What you will do: Which lines of the records contain "terminate"? Collect every one of them.

Saved data entries:
────────────────────

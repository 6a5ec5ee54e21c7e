use std::net::SocketAddr;
use std::time::Duration;

use anyhow::Context;
use clap::{Parser, Subcommand};
use tracing::{info, warn};

use crate::config;
use crate::database::DatabaseManager;
use crate::middleware::IpRateLimiter;
use crate::server;
use crate::state::AppState;

#[derive(Parser)]
#[command(name = "jobbee-api")]
#[command(about = "Jobbee job board API server")]
#[command(version)]
pub struct Cli {
    #[command(subcommand)]
    pub command: Option<Commands>,
}

#[derive(Subcommand)]
pub enum Commands {
    #[command(about = "Run the HTTP server (default)")]
    Serve {
        #[arg(long, help = "Port to listen on (overrides PORT)")]
        port: Option<u16>,
        #[arg(long, help = "Address to bind (overrides HOST)")]
        host: Option<String>,
    },

    #[command(about = "Apply database migrations and exit")]
    Migrate,
}

pub async fn run(cli: Cli) -> anyhow::Result<()> {
    match cli.command.unwrap_or(Commands::Serve { port: None, host: None }) {
        Commands::Serve { port, host } => serve(host, port).await,
        Commands::Migrate => migrate().await,
    }
}

async fn migrate() -> anyhow::Result<()> {
    let db = DatabaseManager::connect_lazy(&config::config().database).context("cannot open database pool")?;
    db.migrate().await.context("migration failed")?;
    db.close().await;
    Ok(())
}

async fn serve(host: Option<String>, port: Option<u16>) -> anyhow::Result<()> {
    let config = config::config();
    info!("Starting Jobbee API in {:?} mode", config.environment);

    let state = AppState::from_config(config).context("cannot open database pool")?;
    if config.database.run_migrations {
        if let Err(e) = state.db.migrate().await {
            warn!("Migrations not applied at boot: {}", e);
        }
    }

    let limiter = config.api.enable_rate_limiting.then(|| {
        let limiter = IpRateLimiter::from_config(&config.api);
        let cleanup = limiter.clone();
        tokio::spawn(async move {
            let mut tick = tokio::time::interval(Duration::from_secs(60));
            loop {
                tick.tick().await;
                cleanup.retain_recent();
            }
        });
        limiter
    });

    let host = host.unwrap_or_else(|| config.server.host.clone());
    let port = port.unwrap_or(config.server.port);
    let bind_addr = format!("{}:{}", host, port);
    let listener = tokio::net::TcpListener::bind(&bind_addr)
        .await
        .with_context(|| format!("failed to bind {}", bind_addr))?;
    info!("Jobbee API listening on http://{}", bind_addr);

    let db = state.db.clone();
    let app = server::app(state, limiter);
    axum::serve(listener, app.into_make_service_with_connect_info::<SocketAddr>())
        .with_graceful_shutdown(shutdown_signal())
        .await
        .context("server error")?;

    db.close().await;
    info!("Server stopped");
    Ok(())
}

async fn shutdown_signal() {
    let ctrl_c = async {
        if let Err(e) = tokio::signal::ctrl_c().await {
            warn!("Cannot listen for Ctrl-C: {}", e);
            std::future::pending::<()>().await;
        }
    };

    #[cfg(unix)]
    let terminate = async {
        match tokio::signal::unix::signal(tokio::signal::unix::SignalKind::terminate()) {
            Ok(mut signal) => {
                signal.recv().await;
            }
            Err(e) => {
                warn!("Cannot listen for SIGTERM: {}", e);
                std::future::pending::<()>().await;
            }
        }
    };

    #[cfg(not(unix))]
    let terminate = std::future::pending::<()>();

    tokio::select! {
        _ = ctrl_c => {},
        _ = terminate => {},
    }
    info!("Shutdown signal received");
}
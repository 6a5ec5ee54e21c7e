use once_cell::sync::Lazy;
use regex::Regex;
use std::collections::HashMap;

use crate::error::ApiError;

static EMAIL_REGEX: Lazy<Option<Regex>> =
    Lazy::new(|| Regex::new(r"^[a-zA-Z0-9._%+-]+@[a-zA-Z0-9.-]+\.[a-zA-Z]{2,}$").ok());

pub fn is_valid_email(email: &str) -> bool {
    email.len() <= 255 && EMAIL_REGEX.as_ref().is_some_and(|re| re.is_match(email))
}

/// Collects per-field messages; the first message recorded for a field wins.
#[derive(Debug, Default)]
pub struct FieldErrors {
    order: Vec<String>,
    errors: HashMap<String, String>,
}

impl FieldErrors {
    pub fn new() -> Self {
        Self::default()
    }

    pub fn add(&mut self, field: &str, message: impl Into<String>) {
        if !self.errors.contains_key(field) {
            self.order.push(field.to_string());
            self.errors.insert(field.to_string(), message.into());
        }
    }

    /// Records `message` when `value` is missing or blank; returns the trimmed value.
    pub fn required<'a>(&mut self, field: &str, value: Option<&'a str>, message: &str) -> Option<&'a str> {
        match value.map(str::trim) {
            Some(v) if !v.is_empty() => Some(v),
            _ => {
                self.add(field, message);
                None
            }
        }
    }

    /// Records `message` unless `value` is one of `allowed`.
    pub fn one_of(&mut self, field: &str, value: &str, allowed: &[&str], message: &str) {
        if !allowed.contains(&value) {
            self.add(field, message);
        }
    }

    pub fn is_empty(&self) -> bool {
        self.errors.is_empty()
    }

    /// Ok when nothing was recorded, otherwise a validation error listing every message.
    pub fn finish(self) -> Result<(), ApiError> {
        if self.errors.is_empty() {
            return Ok(());
        }
        let message = self
            .order
            .iter()
            .filter_map(|f| self.errors.get(f).cloned())
            .collect::<Vec<_>>()
            .join(", ");
        Err(ApiError::validation_error(message, Some(self.errors)))
    }
}

#[cfg(test)]
mod tests {
    use super::*;

    #[test]
    fn accepts_plain_addresses() {
        assert!(is_valid_email("ada@example.com"));
        assert!(is_valid_email("first.last+jobs@mail.example.org"));
    }

    #[test]
    fn rejects_malformed_addresses() {
        assert!(!is_valid_email(""));
        assert!(!is_valid_email("ada@"));
        assert!(!is_valid_email("ada example.com"));
        assert!(!is_valid_email("ada@example"));
    }

    #[test]
    fn joins_messages_in_insertion_order() {
        let mut errors = FieldErrors::new();
        errors.required("title", None, "Please enter job title.");
        errors.required("company", Some("  "), "Please enter company name.");
        errors.add("title", "ignored");

        let err = errors.finish().unwrap_err();
        assert_eq!(err.status_code(), 400);
        assert_eq!(err.message(), "Please enter job title., Please enter company name.");
    }

    #[test]
    fn required_returns_trimmed_value() {
        let mut errors = FieldErrors::new();
        assert_eq!(errors.required("name", Some(" Ada "), "Please enter name."), Some("Ada"));
        assert!(errors.is_empty());
        assert!(errors.finish().is_ok());
    }
}
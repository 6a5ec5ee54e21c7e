use std::fmt;

use chrono::{DateTime, Utc};
use serde::{Deserialize, Serialize};
use sqlx::FromRow;
use uuid::Uuid;

use crate::error::ApiError;
use crate::validation::{is_valid_email, FieldErrors};

pub const MIN_PASSWORD_LEN: usize = 8;

#[derive(Debug, Clone, Copy, PartialEq, Eq, Serialize, Deserialize)]
#[serde(rename_all = "lowercase")]
pub enum Role {
    User,
    #[serde(alias = "employeer")]
    Employer,
    Admin,
}

impl Role {
    pub fn as_str(&self) -> &'static str {
        match self {
            Role::User => "user",
            Role::Employer => "employer",
            Role::Admin => "admin",
        }
    }

    /// Roles a client may pick for itself at registration
    pub fn parse_self_assignable(value: &str) -> Option<Self> {
        match value {
            "user" => Some(Role::User),
            "employer" | "employeer" => Some(Role::Employer),
            _ => None,
        }
    }
}

impl TryFrom<String> for Role {
    type Error = String;

    fn try_from(value: String) -> Result<Self, Self::Error> {
        match value.as_str() {
            "user" => Ok(Role::User),
            "employer" | "employeer" => Ok(Role::Employer),
            "admin" => Ok(Role::Admin),
            other => Err(format!("unknown role: {}", other)),
        }
    }
}

impl fmt::Display for Role {
    fn fmt(&self, f: &mut fmt::Formatter<'_>) -> fmt::Result {
        f.write_str(self.as_str())
    }
}

#[derive(Debug, Clone, Serialize, FromRow)]
#[serde(rename_all = "camelCase")]
pub struct User {
    pub id: Uuid,
    pub name: String,
    pub email: String,
    #[sqlx(try_from = "String")]
    pub role: Role,
    #[serde(skip_serializing)]
    pub password_hash: String,
    #[serde(skip_serializing)]
    pub reset_password_token: Option<String>,
    #[serde(skip_serializing)]
    pub reset_password_expire: Option<DateTime<Utc>>,
    pub created_at: DateTime<Utc>,
    pub updated_at: DateTime<Utc>,
    #[serde(skip_serializing)]
    pub version: i32,
}

#[derive(Debug, Deserialize)]
pub struct RegisterRequest {
    pub name: Option<String>,
    pub email: Option<String>,
    pub password: Option<String>,
    pub role: Option<String>,
}

/// Registration input that passed validation
#[derive(Debug, Clone)]
pub struct NewUser {
    pub name: String,
    pub email: String,
    pub password: String,
    pub role: Role,
}

impl RegisterRequest {
    pub fn validate(self) -> Result<NewUser, ApiError> {
        let mut errors = FieldErrors::new();

        let name = errors.required("name", self.name.as_deref(), "Please enter name.");
        let email = errors.required("email", self.email.as_deref(), "Please enter email.");
        if let Some(email) = email {
            if !is_valid_email(email) {
                errors.add("email", "Please enter valid email.");
            }
        }
        let password = validate_password(&mut errors, "password", self.password.as_deref());
        let role = match self.role.as_deref().map(str::trim) {
            None | Some("") => Some(Role::User),
            Some(value) => {
                let role = Role::parse_self_assignable(value);
                if role.is_none() {
                    errors.add("role", "Please select correct role");
                }
                role
            }
        };

        let new_user = match (name, email, password, role) {
            (Some(name), Some(email), Some(password), Some(role)) if errors.is_empty() => NewUser {
                name: name.to_string(),
                email: email.to_lowercase(),
                password: password.to_string(),
                role,
            },
            _ => {
                errors.finish()?;
                return Err(ApiError::validation_error("Invalid user data", None));
            }
        };
        Ok(new_user)
    }
}

#[derive(Debug, Deserialize)]
pub struct LoginRequest {
    pub email: Option<String>,
    pub password: Option<String>,
}

#[derive(Debug, Deserialize)]
pub struct UpdateProfileRequest {
    pub name: Option<String>,
    pub email: Option<String>,
}

impl UpdateProfileRequest {
    /// Returns the trimmed (name, email) pair; absent fields keep their stored value.
    pub fn validate(self) -> Result<(Option<String>, Option<String>), ApiError> {
        let mut errors = FieldErrors::new();

        let name = match self.name.as_deref() {
            Some(raw) => errors.required("name", Some(raw), "Please enter name.").map(str::to_string),
            None => None,
        };
        let email = match self.email.as_deref() {
            Some(raw) => errors
                .required("email", Some(raw), "Please enter email.")
                .map(str::to_lowercase),
            None => None,
        };
        if let Some(email) = email.as_deref() {
            if !is_valid_email(email) {
                errors.add("email", "Please enter valid email.");
            }
        }

        errors.finish()?;
        Ok((name, email))
    }
}

#[derive(Debug, Deserialize)]
#[serde(rename_all = "camelCase")]
pub struct UpdatePasswordRequest {
    pub current_password: Option<String>,
    pub new_password: Option<String>,
}

#[derive(Debug, Deserialize)]
pub struct ForgotPasswordRequest {
    pub email: Option<String>,
}

#[derive(Debug, Deserialize)]
pub struct ResetPasswordRequest {
    pub password: Option<String>,
}

/// Shared password rule: present and at least eight characters.
pub fn validate_password<'a>(errors: &mut FieldErrors, field: &str, value: Option<&'a str>) -> Option<&'a str> {
    match value {
        None | Some("") => {
            errors.add(field, "Please enter password.");
            None
        }
        Some(p) if p.chars().count() < MIN_PASSWORD_LEN => {
            errors.add(field, "Password must be 8 characters long.");
            None
        }
        Some(p) => Some(p),
    }
}

/// Title and posting date of a job owned by the user, shown on the profile
#[derive(Debug, Clone, Serialize, FromRow)]
#[serde(rename_all = "camelCase")]
pub struct PostedJob {
    pub id: Uuid,
    pub title: String,
    pub posting_date: DateTime<Utc>,
}

#[derive(Debug, Serialize)]
#[serde(rename_all = "camelCase")]
pub struct Profile {
    #[serde(flatten)]
    pub user: User,
    pub jobs_posted: Vec<PostedJob>,
}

────────────────────

Result of this task:
    let terminate = async {
        match tokio::signal::unix::signal(tokio::signal::unix::SignalKind::terminate()) {
    let terminate = std::future::pending::<()>();
        _ = terminate => {},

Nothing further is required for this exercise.